** Opening Dataset block **

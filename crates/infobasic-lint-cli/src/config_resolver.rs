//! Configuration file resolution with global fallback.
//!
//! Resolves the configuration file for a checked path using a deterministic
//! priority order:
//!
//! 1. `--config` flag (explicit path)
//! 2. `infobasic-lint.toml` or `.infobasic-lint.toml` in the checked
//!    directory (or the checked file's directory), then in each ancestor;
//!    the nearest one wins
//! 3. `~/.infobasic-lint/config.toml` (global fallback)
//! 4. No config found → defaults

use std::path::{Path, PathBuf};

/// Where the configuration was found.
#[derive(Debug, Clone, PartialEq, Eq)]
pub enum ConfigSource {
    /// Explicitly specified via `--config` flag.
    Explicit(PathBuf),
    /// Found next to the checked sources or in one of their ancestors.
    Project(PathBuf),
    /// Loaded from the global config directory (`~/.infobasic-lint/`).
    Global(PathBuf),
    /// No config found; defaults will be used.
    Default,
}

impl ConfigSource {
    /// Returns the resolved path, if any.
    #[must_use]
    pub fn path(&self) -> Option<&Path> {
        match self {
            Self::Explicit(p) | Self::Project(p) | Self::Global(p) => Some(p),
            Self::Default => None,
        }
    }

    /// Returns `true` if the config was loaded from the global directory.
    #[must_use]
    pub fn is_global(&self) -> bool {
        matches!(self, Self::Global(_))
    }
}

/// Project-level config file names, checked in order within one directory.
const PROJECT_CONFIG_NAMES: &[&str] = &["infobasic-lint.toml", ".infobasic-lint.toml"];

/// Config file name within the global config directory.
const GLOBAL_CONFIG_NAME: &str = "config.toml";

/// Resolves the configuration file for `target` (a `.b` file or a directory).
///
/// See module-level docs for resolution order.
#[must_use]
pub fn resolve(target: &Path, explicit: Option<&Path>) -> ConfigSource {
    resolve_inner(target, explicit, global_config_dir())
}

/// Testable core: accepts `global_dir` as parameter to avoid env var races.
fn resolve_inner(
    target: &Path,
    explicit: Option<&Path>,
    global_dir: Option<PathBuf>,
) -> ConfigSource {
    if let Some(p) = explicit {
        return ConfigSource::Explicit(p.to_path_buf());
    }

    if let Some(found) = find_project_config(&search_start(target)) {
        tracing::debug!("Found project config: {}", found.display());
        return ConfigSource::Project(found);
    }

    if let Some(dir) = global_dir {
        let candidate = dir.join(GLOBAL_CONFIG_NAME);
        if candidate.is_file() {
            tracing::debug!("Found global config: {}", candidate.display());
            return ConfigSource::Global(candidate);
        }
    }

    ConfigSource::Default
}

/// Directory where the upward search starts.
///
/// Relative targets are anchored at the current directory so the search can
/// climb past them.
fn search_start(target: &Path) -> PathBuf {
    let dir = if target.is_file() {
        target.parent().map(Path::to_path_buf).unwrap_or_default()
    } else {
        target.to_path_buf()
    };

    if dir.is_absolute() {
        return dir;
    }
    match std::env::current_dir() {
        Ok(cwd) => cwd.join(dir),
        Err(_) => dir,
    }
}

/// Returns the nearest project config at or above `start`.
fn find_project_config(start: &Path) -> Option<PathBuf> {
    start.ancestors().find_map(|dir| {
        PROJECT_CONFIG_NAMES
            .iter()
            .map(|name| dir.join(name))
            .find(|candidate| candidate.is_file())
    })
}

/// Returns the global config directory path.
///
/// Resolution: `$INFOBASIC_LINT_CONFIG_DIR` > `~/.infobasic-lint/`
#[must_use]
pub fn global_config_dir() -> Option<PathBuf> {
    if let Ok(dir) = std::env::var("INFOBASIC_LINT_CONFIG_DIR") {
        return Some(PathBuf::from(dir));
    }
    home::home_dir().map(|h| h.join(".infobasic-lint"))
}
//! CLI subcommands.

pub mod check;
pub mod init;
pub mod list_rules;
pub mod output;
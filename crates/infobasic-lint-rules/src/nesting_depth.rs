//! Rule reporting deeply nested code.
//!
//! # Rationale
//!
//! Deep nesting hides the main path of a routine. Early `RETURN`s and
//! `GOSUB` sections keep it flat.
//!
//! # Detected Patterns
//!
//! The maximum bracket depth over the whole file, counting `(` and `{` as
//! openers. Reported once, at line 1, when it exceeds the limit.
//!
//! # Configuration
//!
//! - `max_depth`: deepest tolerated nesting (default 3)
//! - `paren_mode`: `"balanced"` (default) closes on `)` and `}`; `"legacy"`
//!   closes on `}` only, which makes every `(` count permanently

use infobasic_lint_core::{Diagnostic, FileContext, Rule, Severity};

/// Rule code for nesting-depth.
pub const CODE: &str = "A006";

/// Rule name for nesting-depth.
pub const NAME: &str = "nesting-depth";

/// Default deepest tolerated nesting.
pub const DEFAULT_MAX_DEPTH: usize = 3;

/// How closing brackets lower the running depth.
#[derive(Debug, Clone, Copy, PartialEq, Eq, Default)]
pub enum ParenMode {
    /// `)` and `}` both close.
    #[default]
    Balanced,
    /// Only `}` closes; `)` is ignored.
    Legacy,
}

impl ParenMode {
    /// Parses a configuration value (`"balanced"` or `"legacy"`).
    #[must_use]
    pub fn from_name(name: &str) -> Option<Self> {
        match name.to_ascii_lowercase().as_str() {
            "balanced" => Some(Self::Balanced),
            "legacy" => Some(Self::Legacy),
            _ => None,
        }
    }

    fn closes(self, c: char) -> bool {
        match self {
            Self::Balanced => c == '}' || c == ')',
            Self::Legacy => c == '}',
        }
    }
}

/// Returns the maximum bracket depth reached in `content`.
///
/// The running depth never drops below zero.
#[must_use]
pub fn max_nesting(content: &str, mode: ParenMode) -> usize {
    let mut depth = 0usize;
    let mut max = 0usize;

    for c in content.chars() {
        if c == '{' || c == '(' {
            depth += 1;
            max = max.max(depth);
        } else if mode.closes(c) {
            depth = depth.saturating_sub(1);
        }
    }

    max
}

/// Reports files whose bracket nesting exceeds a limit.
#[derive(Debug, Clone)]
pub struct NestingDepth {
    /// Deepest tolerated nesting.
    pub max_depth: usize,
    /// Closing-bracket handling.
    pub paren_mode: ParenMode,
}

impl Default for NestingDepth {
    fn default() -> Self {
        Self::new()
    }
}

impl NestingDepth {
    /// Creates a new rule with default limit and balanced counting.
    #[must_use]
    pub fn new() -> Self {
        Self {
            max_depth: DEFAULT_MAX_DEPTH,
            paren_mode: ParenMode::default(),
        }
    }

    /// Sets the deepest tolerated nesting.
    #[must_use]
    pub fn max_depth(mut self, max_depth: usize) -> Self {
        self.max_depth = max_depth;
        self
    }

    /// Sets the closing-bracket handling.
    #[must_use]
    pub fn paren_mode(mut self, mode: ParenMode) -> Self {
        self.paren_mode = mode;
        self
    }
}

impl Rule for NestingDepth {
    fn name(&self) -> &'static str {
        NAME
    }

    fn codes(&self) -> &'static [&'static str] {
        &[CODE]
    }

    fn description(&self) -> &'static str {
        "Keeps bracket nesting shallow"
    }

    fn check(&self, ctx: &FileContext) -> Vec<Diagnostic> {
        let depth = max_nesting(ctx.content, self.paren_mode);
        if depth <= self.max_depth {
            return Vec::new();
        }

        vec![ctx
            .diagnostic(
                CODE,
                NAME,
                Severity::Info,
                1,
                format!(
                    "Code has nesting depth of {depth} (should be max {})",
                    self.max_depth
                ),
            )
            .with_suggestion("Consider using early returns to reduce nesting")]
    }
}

** Closing Dataset block **
** Opening Dataset block **

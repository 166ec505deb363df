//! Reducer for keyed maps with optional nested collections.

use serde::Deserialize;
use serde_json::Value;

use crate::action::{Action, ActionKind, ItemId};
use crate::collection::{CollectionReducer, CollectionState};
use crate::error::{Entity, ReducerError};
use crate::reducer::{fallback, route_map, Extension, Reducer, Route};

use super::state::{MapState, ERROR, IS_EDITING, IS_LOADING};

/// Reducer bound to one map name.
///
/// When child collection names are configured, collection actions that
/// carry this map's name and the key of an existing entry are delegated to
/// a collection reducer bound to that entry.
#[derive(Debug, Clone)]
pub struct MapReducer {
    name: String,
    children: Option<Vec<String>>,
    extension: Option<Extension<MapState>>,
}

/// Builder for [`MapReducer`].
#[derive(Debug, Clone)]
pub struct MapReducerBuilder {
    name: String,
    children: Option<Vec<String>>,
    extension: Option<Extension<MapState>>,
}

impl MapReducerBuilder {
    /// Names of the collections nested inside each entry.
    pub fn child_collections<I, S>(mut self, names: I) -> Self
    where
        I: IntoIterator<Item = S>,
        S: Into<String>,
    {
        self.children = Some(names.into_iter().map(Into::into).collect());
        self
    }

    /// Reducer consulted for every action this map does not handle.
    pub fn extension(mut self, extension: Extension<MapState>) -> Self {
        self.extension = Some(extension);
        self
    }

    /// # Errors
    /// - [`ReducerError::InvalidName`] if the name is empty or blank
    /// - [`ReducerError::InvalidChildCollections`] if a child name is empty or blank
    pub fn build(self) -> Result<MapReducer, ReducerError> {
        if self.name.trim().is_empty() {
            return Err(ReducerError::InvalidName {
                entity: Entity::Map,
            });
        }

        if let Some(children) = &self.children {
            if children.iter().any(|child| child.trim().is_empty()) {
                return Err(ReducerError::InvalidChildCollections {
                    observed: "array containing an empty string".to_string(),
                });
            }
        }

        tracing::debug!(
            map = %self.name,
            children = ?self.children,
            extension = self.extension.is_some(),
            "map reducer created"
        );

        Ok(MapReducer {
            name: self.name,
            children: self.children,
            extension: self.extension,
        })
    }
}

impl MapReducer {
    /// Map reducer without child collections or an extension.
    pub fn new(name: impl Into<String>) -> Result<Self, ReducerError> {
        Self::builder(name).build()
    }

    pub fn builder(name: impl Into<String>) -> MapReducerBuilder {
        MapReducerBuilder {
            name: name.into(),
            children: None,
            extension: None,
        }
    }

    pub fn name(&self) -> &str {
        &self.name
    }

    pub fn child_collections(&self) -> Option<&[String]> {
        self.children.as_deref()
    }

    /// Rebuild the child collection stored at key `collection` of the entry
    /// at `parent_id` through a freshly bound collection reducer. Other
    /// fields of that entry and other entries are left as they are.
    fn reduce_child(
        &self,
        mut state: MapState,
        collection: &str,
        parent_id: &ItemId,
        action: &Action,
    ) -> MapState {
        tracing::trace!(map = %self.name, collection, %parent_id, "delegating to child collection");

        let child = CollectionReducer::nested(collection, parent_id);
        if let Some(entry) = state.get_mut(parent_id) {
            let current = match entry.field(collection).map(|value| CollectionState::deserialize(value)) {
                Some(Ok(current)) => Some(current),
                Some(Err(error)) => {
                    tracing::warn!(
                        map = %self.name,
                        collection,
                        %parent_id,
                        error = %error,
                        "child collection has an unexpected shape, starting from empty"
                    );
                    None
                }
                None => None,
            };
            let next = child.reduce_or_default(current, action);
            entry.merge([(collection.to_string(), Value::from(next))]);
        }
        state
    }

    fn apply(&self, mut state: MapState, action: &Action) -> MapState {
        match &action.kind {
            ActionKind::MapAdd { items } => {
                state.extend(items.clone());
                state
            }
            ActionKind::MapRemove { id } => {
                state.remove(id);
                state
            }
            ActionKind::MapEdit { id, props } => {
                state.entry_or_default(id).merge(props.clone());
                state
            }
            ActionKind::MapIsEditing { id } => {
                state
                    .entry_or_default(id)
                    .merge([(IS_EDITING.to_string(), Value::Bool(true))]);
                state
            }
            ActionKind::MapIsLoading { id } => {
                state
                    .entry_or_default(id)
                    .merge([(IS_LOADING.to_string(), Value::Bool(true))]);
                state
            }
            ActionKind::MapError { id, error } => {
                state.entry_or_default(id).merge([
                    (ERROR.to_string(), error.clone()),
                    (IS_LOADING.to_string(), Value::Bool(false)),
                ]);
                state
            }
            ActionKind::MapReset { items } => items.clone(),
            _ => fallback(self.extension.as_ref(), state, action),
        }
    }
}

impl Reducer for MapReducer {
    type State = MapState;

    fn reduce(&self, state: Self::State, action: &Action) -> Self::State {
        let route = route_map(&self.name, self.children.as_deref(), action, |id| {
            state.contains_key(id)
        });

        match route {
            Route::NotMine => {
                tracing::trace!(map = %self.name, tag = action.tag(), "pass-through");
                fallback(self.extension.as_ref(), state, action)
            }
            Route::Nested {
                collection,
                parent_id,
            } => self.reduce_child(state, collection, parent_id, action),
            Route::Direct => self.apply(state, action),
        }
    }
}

** Closing Dataset block **

# What is needed:
Reproduce word for word the material above, beginning with the line that contains "self.extension = Some(extension);" and ending with the line that contains "if let Some(children)".

# Result of the task:
        self.extension = Some(extension);
        self
    }

    /// # Errors
    /// - [`ReducerError::InvalidName`] if the name is empty or blank
    /// - [`ReducerError::InvalidChildCollections`] if a child name is empty or blank
    pub fn build(self) -> Result<MapReducer, ReducerError> {
        if self.name.trim().is_empty() {
            return Err(ReducerError::InvalidName {
                entity: Entity::Map,
            });
        }

        if let Some(children) = &self.children {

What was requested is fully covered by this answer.